▶ [DATASET RECORDS]

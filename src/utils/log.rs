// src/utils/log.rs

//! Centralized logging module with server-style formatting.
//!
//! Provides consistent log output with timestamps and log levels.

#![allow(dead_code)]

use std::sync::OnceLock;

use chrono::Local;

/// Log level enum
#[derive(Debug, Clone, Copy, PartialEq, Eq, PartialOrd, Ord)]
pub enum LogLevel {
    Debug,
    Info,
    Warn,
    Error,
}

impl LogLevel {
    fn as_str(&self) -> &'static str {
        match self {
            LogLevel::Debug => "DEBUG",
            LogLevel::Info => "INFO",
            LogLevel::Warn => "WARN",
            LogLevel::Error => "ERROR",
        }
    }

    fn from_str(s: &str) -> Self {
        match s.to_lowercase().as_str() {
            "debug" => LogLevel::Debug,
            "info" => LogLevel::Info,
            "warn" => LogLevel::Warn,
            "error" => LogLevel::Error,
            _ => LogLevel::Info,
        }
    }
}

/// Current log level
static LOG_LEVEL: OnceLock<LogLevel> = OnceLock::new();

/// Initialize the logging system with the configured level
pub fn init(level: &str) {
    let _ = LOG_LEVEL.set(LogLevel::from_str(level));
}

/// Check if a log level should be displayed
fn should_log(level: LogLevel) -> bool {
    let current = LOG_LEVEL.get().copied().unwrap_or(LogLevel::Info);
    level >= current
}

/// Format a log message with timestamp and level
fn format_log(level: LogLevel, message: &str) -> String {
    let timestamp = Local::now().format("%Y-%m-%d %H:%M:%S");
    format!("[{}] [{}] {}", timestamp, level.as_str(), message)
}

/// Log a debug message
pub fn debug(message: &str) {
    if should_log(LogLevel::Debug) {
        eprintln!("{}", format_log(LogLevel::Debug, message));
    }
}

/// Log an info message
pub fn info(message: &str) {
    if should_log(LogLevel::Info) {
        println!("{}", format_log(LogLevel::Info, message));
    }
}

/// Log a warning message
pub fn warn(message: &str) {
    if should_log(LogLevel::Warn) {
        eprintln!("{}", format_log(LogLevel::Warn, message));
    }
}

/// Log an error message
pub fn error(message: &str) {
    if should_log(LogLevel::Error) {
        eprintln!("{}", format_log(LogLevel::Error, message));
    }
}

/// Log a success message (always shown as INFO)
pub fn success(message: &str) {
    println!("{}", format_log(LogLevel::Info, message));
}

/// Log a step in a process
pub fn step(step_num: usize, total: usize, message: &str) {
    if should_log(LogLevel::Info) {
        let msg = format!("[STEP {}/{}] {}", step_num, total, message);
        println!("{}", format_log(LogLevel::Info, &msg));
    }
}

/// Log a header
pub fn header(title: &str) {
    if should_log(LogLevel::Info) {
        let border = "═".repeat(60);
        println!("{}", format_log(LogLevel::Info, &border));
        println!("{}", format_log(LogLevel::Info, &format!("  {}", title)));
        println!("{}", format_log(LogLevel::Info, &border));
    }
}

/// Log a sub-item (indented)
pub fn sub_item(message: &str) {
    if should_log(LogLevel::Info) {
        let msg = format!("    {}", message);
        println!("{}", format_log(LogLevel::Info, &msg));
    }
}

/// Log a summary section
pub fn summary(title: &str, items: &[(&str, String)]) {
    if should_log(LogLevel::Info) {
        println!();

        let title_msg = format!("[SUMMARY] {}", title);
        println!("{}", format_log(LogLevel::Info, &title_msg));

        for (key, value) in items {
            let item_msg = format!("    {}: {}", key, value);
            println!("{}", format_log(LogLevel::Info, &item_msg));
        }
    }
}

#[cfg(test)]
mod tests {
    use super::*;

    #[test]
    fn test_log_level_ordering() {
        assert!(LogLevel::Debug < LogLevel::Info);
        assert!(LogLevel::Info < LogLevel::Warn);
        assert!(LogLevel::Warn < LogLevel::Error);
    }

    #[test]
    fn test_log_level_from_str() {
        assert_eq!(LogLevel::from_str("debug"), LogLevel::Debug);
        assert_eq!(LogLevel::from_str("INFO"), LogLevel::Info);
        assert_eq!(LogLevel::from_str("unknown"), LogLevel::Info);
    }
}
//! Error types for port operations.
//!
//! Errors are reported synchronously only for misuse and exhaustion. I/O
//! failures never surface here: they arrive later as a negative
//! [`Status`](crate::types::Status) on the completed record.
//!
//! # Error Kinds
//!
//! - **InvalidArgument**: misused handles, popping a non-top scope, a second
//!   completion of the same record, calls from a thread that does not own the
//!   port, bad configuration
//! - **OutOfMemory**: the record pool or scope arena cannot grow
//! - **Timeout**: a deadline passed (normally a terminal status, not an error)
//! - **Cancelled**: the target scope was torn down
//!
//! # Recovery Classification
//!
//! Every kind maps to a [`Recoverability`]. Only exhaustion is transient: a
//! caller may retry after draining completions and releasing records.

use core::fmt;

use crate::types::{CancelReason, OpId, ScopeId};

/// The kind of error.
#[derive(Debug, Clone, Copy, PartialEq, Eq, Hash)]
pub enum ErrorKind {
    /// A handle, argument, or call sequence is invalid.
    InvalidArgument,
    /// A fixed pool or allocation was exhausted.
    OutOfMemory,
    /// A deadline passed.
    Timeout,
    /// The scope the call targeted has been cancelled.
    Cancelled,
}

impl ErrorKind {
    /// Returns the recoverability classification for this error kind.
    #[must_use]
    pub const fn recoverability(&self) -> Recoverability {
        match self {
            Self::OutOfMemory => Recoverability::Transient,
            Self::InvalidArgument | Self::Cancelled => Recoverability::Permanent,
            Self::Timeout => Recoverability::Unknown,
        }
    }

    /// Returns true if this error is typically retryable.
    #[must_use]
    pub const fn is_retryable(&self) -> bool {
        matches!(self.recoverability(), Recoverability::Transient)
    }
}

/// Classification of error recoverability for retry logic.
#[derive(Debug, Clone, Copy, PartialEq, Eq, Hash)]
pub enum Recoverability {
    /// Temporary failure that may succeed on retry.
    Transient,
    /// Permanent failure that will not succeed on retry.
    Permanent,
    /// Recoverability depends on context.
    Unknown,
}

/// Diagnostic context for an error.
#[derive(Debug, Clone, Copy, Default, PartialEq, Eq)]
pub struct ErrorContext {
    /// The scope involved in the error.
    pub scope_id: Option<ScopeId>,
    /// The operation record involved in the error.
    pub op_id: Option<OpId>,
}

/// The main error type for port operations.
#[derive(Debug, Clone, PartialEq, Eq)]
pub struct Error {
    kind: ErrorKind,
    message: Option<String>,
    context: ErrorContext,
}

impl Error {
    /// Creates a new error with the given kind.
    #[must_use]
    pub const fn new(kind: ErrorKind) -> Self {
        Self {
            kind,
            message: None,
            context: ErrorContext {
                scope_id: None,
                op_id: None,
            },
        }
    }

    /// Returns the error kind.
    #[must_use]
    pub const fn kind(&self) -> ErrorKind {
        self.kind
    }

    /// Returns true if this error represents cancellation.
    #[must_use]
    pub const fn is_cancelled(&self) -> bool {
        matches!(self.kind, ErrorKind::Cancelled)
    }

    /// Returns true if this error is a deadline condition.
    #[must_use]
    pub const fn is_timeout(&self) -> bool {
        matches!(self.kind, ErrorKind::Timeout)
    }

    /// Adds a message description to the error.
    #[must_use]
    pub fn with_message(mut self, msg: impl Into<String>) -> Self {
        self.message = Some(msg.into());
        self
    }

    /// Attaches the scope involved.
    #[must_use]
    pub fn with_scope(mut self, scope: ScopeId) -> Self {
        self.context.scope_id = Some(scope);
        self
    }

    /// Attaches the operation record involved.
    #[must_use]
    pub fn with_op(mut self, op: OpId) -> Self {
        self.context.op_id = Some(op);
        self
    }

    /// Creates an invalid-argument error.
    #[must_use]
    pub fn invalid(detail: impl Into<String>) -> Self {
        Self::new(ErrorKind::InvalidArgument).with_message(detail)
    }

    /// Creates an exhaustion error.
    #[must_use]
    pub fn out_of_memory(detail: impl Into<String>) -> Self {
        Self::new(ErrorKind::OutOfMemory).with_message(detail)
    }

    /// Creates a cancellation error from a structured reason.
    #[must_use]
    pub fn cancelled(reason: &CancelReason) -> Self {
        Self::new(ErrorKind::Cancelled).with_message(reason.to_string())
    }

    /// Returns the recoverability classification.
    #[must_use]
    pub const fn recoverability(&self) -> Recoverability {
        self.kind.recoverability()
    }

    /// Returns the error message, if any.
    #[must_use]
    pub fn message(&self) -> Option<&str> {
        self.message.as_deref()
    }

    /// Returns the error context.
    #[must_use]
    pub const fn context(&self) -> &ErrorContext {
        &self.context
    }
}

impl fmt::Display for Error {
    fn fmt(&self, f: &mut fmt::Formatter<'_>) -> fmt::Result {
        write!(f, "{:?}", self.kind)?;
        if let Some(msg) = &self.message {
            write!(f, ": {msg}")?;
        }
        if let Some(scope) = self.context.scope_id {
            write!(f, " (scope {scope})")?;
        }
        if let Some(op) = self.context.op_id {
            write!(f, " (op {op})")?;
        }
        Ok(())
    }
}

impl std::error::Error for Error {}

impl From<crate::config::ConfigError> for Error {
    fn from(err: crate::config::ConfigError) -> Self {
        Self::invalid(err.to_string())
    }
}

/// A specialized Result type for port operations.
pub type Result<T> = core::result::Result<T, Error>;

▶ [WHAT TO PRODUCE]
With the line that contains "fn from(err: crate::config::ConfigError)" as the start, output every line through the end of the entries exactly. Add no other lines.

▶ [WRITTEN SOLUTION]
    fn from(err: crate::config::ConfigError) -> Self {
        Self::invalid(err.to_string())
    }
}

/// A specialized Result type for port operations.
pub type Result<T> = core::result::Result<T, Error>;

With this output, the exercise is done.